--- START ---
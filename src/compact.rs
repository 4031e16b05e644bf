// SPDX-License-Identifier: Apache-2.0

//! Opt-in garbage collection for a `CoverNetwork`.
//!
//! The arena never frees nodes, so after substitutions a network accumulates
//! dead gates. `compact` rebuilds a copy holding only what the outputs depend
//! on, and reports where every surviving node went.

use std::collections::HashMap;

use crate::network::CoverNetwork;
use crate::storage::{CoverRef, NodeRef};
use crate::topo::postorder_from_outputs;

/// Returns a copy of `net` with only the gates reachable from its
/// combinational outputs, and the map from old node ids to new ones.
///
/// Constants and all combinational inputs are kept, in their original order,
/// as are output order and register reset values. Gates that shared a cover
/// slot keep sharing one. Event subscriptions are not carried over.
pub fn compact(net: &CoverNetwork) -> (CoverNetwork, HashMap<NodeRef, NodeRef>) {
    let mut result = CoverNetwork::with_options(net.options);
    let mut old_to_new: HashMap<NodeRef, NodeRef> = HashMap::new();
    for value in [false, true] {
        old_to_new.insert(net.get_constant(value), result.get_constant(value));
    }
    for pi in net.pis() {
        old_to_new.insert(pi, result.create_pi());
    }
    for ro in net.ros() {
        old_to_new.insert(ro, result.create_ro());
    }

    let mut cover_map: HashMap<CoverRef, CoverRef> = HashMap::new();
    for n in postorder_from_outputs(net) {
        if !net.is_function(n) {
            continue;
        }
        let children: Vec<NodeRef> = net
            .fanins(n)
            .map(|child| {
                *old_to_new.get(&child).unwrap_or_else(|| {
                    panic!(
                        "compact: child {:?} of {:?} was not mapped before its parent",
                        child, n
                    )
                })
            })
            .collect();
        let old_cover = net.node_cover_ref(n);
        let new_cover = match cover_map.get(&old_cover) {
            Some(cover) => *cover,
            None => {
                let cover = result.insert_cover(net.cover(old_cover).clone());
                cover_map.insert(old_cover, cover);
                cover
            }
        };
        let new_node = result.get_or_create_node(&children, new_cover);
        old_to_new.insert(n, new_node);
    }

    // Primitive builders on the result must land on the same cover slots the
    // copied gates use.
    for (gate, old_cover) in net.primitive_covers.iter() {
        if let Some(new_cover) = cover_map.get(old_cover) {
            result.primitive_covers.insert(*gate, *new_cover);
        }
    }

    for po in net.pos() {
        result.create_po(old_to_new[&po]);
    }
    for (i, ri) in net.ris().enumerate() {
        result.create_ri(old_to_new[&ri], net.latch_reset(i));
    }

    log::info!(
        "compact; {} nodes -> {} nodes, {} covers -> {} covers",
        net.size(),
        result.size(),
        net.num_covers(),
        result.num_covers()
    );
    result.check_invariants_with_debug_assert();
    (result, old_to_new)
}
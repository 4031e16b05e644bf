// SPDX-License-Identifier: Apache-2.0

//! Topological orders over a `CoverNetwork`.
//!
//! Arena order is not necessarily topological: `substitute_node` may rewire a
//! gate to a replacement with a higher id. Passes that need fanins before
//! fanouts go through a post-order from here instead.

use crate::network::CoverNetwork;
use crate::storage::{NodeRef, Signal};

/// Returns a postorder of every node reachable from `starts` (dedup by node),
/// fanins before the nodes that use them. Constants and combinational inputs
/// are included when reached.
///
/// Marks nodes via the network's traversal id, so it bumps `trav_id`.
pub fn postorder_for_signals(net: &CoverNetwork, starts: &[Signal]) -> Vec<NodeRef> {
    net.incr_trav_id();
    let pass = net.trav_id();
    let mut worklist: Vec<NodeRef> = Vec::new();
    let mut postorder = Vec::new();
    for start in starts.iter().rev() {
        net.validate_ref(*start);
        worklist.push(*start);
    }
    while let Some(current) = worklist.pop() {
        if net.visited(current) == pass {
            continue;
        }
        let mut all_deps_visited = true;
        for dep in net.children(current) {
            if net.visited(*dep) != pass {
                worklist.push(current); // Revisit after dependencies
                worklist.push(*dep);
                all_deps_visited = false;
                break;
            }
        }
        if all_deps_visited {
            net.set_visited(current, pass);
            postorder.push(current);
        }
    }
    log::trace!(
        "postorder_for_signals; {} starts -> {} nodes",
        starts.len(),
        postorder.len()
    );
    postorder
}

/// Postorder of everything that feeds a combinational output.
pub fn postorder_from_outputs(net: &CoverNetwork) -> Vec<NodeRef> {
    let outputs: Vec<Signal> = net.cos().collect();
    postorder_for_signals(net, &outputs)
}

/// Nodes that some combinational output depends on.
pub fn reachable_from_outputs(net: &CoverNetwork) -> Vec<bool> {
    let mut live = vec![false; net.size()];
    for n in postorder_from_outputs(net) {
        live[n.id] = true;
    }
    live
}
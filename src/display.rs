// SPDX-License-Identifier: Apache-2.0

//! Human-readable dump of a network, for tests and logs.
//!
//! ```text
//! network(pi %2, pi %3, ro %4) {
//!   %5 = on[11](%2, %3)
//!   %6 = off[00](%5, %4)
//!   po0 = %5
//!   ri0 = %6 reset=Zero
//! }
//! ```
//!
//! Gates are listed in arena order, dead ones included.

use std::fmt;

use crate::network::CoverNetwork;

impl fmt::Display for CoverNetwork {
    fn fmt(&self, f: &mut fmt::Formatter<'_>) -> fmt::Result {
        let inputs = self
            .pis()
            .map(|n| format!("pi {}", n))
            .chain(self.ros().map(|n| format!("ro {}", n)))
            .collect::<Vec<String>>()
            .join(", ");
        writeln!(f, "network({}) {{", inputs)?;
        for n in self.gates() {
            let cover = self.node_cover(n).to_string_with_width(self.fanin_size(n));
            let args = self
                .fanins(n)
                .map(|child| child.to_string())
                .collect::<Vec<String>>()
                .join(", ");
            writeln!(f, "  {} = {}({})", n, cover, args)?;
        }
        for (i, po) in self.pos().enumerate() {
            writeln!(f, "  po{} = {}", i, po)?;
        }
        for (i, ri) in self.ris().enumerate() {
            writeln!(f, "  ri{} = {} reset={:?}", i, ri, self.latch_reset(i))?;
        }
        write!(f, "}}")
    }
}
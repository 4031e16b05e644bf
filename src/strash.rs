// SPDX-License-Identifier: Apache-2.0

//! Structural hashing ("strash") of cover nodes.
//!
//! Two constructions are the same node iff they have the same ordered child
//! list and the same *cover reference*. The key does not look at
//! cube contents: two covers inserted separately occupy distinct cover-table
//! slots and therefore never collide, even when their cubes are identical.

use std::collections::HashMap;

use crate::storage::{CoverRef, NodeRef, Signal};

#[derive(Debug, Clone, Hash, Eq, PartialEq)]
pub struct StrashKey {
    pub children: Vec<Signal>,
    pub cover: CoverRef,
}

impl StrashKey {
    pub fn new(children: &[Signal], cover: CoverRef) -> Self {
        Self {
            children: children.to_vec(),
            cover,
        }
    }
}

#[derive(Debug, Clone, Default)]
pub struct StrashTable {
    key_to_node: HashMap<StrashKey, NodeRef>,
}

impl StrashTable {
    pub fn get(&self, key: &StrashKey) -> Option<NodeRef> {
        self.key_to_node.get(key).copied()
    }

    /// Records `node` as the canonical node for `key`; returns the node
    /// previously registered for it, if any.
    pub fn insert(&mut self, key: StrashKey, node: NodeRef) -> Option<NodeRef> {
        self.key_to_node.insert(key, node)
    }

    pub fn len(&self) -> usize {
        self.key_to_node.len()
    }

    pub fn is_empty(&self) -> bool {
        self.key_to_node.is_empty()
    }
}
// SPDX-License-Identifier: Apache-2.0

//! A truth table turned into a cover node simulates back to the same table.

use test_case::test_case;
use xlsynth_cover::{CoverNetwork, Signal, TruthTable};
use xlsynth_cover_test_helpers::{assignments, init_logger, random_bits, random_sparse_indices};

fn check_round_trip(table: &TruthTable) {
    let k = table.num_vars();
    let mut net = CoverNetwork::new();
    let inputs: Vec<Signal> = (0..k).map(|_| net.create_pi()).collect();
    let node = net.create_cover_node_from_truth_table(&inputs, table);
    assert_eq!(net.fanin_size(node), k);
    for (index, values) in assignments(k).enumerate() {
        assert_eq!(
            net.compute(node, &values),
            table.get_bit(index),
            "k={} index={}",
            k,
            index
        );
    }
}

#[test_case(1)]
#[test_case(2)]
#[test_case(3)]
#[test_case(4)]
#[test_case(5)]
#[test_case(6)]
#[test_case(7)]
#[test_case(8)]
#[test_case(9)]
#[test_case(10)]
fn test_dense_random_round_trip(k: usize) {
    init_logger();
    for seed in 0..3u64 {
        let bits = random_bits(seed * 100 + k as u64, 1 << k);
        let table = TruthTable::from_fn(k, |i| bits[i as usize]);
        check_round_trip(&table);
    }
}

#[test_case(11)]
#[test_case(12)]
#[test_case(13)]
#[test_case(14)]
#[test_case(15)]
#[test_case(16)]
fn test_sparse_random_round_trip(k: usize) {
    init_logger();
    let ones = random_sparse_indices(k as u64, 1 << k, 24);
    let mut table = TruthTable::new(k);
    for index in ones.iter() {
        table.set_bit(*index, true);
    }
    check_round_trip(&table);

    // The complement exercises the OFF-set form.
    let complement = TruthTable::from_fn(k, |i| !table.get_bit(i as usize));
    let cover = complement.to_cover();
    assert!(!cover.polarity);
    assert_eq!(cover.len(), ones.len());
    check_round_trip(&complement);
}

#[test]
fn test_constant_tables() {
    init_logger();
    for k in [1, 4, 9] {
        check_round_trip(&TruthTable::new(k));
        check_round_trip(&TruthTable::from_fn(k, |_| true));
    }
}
--- END ---
--- START ---
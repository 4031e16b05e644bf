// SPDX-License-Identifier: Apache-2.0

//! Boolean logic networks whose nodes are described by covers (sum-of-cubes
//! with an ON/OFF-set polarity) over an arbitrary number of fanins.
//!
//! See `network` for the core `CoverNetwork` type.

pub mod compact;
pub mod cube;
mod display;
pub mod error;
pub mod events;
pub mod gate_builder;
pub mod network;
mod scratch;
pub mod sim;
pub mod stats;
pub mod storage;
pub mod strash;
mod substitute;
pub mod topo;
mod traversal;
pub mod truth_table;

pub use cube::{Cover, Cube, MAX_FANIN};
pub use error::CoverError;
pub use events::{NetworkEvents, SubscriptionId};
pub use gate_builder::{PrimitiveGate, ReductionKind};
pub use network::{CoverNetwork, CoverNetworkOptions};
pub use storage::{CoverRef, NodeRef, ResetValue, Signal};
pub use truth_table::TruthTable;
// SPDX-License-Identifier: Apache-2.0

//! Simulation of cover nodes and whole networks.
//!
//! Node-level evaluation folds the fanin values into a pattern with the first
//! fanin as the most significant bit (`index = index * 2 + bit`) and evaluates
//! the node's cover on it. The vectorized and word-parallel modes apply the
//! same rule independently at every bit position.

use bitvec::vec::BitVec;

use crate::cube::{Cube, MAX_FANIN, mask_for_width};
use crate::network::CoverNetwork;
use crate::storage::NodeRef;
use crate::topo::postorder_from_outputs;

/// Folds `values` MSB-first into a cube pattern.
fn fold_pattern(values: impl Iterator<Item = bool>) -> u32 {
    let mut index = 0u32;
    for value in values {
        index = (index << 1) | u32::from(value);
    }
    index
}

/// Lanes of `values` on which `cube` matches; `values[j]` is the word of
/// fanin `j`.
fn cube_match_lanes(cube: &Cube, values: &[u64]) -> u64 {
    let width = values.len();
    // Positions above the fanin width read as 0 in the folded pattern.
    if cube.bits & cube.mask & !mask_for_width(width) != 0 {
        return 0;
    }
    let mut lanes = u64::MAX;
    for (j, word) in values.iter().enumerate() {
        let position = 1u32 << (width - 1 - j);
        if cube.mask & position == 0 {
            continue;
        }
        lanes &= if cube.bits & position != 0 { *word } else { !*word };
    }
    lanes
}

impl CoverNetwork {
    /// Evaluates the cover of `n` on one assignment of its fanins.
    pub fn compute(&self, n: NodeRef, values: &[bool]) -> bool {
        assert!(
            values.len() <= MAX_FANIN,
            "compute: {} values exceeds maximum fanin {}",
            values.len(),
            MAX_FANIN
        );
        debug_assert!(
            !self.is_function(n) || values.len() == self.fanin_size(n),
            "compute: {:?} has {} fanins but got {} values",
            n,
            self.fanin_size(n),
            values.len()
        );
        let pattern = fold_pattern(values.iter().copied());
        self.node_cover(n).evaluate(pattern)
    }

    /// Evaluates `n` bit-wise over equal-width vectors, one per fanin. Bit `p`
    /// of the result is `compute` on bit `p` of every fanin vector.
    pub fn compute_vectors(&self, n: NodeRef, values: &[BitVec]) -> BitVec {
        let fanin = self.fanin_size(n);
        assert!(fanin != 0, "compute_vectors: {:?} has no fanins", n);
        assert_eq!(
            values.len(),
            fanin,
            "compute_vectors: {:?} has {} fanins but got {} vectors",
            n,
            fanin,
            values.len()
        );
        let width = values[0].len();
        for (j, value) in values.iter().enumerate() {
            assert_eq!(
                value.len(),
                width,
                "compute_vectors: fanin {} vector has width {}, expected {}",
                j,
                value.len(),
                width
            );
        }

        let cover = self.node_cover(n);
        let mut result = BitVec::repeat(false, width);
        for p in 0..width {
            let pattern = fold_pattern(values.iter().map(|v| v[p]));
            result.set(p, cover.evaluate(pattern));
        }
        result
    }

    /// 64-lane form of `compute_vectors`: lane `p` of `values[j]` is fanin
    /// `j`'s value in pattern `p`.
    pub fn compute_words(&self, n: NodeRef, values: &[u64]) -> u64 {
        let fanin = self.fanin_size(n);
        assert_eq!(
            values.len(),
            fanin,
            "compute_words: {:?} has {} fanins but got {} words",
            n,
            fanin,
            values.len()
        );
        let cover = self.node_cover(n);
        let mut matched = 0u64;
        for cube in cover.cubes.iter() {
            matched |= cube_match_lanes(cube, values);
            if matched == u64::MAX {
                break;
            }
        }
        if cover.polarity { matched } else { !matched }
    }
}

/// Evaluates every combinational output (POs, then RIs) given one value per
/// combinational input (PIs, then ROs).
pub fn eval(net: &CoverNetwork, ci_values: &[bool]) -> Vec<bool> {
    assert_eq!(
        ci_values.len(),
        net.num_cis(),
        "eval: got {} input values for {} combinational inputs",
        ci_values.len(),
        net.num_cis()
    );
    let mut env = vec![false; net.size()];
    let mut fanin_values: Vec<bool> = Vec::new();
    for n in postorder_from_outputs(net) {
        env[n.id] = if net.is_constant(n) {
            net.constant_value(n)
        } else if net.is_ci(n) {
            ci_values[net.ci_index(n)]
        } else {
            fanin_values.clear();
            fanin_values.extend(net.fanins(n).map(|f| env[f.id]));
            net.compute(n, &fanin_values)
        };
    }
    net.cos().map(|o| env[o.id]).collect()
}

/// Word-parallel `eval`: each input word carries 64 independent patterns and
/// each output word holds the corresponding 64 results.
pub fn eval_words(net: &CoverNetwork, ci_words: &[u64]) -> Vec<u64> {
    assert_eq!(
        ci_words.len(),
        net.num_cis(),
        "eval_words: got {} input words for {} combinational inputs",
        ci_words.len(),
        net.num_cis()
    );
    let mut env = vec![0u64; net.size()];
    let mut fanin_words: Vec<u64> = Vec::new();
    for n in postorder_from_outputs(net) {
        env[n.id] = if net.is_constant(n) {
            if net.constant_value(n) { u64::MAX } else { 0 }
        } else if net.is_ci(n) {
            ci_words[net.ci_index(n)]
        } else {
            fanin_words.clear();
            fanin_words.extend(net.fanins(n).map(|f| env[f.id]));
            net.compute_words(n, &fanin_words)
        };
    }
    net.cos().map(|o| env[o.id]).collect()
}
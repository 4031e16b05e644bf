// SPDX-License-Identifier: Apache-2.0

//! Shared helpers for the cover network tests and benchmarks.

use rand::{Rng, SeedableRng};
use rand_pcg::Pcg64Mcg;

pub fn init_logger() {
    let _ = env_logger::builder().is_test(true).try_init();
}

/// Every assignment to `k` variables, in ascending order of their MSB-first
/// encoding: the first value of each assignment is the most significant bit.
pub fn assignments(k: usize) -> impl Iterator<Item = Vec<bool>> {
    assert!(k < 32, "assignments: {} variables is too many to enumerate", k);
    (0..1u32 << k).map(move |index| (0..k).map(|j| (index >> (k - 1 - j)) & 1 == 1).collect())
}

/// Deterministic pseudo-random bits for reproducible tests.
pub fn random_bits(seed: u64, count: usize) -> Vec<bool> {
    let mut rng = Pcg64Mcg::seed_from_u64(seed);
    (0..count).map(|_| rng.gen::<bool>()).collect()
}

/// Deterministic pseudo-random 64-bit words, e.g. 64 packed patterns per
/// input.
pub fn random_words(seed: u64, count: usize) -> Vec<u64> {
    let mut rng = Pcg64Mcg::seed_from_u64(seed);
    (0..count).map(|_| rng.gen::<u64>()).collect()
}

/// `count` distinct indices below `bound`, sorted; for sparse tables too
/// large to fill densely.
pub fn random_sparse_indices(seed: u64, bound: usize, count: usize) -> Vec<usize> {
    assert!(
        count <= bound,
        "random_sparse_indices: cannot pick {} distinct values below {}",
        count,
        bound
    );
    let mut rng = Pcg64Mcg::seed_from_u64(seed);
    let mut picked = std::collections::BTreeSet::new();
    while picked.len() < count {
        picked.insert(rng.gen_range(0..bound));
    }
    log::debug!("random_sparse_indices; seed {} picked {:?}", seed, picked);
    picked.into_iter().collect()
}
--- END ---
--- START ---
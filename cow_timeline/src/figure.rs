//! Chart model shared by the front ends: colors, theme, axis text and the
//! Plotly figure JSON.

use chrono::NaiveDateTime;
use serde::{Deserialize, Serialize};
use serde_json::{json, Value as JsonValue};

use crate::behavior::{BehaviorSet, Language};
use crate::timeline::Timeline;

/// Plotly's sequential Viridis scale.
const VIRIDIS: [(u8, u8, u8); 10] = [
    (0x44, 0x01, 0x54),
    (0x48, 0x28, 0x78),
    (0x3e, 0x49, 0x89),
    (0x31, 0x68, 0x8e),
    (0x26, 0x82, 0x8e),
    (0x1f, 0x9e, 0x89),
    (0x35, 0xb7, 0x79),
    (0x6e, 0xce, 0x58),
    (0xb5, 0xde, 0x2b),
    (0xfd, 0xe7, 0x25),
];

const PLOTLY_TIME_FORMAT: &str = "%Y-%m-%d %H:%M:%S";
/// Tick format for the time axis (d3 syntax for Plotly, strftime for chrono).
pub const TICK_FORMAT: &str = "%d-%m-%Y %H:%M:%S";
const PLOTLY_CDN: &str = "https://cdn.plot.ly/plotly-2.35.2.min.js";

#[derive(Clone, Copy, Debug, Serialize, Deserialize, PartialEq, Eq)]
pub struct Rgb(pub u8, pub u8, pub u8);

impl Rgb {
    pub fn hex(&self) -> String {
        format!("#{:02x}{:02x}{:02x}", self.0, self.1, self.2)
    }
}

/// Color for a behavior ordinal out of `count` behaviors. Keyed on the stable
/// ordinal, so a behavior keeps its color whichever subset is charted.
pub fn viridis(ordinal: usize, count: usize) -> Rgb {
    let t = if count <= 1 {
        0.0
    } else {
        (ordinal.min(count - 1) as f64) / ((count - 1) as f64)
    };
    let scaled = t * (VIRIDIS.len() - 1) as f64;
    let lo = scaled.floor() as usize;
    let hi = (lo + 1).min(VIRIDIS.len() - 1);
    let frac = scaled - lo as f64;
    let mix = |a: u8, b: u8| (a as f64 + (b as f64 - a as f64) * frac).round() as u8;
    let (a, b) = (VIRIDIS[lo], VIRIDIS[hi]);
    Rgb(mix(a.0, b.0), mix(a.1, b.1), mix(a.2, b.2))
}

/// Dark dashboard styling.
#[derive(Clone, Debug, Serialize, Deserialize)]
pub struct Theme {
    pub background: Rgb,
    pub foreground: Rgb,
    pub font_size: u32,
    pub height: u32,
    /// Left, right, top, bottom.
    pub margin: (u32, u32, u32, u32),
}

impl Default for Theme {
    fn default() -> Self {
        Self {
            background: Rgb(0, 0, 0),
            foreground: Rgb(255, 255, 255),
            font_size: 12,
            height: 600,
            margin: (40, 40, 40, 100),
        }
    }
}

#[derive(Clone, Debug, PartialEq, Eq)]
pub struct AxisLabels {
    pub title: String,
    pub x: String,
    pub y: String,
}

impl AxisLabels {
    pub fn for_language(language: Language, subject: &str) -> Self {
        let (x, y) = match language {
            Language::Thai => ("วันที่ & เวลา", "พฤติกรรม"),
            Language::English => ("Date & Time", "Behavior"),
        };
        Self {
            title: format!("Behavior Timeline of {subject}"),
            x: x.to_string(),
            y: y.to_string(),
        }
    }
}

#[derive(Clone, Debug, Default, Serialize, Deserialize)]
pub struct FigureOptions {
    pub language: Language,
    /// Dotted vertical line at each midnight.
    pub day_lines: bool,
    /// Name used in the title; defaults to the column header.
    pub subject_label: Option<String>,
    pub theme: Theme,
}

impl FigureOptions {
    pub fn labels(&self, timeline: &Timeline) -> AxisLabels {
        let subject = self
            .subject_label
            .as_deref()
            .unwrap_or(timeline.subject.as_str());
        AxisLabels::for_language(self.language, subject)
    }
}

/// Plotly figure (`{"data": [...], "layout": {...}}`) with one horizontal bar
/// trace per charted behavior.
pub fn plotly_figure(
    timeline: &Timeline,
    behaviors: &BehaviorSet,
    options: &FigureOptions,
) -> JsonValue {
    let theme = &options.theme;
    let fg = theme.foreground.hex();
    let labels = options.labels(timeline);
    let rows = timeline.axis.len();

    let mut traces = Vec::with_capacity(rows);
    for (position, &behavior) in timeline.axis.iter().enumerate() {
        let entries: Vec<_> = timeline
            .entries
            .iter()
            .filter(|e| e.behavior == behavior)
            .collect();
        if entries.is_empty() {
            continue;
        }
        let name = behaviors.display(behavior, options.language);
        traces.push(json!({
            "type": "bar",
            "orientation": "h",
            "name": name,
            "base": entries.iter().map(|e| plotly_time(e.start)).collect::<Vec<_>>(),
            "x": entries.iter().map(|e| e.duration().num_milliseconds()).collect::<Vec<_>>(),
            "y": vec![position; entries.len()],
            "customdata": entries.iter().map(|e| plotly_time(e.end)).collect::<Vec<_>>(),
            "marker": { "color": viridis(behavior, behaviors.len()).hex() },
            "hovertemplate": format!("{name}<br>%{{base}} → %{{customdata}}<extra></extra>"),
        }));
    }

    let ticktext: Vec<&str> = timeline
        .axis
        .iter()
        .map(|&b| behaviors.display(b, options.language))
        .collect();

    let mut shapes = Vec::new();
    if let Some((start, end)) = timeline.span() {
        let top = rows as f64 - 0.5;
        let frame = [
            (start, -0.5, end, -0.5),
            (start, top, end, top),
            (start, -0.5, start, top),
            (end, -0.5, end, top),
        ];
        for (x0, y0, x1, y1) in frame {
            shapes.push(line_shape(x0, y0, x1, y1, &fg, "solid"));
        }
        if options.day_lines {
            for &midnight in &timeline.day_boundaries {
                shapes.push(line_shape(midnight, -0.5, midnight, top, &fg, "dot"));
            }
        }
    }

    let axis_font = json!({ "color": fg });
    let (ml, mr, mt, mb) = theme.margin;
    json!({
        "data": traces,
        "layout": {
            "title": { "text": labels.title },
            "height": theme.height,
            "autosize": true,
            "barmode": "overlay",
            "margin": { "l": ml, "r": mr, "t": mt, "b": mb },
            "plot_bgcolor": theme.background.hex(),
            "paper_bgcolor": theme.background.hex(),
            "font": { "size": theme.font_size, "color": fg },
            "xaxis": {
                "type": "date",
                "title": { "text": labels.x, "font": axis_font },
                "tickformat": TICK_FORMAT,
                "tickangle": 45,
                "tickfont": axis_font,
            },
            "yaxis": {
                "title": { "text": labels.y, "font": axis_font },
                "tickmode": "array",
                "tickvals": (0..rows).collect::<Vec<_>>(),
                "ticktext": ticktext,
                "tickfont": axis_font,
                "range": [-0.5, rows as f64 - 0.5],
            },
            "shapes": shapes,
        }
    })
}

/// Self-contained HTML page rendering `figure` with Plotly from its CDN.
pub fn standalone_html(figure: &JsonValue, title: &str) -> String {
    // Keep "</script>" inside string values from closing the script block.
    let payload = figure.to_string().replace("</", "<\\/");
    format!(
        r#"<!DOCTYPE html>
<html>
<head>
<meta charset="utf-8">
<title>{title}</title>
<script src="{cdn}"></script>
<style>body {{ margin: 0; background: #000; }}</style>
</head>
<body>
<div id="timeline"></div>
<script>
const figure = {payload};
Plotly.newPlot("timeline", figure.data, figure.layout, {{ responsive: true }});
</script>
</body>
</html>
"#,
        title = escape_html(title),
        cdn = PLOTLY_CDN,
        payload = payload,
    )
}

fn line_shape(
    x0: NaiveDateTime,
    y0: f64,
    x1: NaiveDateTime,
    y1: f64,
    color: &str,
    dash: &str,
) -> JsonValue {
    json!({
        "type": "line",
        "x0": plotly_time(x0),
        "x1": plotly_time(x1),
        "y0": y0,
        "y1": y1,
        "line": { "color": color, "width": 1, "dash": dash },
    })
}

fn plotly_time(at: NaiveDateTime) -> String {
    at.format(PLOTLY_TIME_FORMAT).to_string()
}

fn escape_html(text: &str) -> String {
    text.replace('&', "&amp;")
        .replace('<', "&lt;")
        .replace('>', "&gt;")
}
--- END ---
Work task: Write down, word for word, the lines above from the one containing "matched |= cube_match_lanes(cube, values);" through the one containing "one value per", both ends included.

Answer to the exercise:
            matched |= cube_match_lanes(cube, values);
            if matched == u64::MAX {
                break;
            }
        }
        if cover.polarity { matched } else { !matched }
    }
}

/// Evaluates every combinational output (POs, then RIs) given one value per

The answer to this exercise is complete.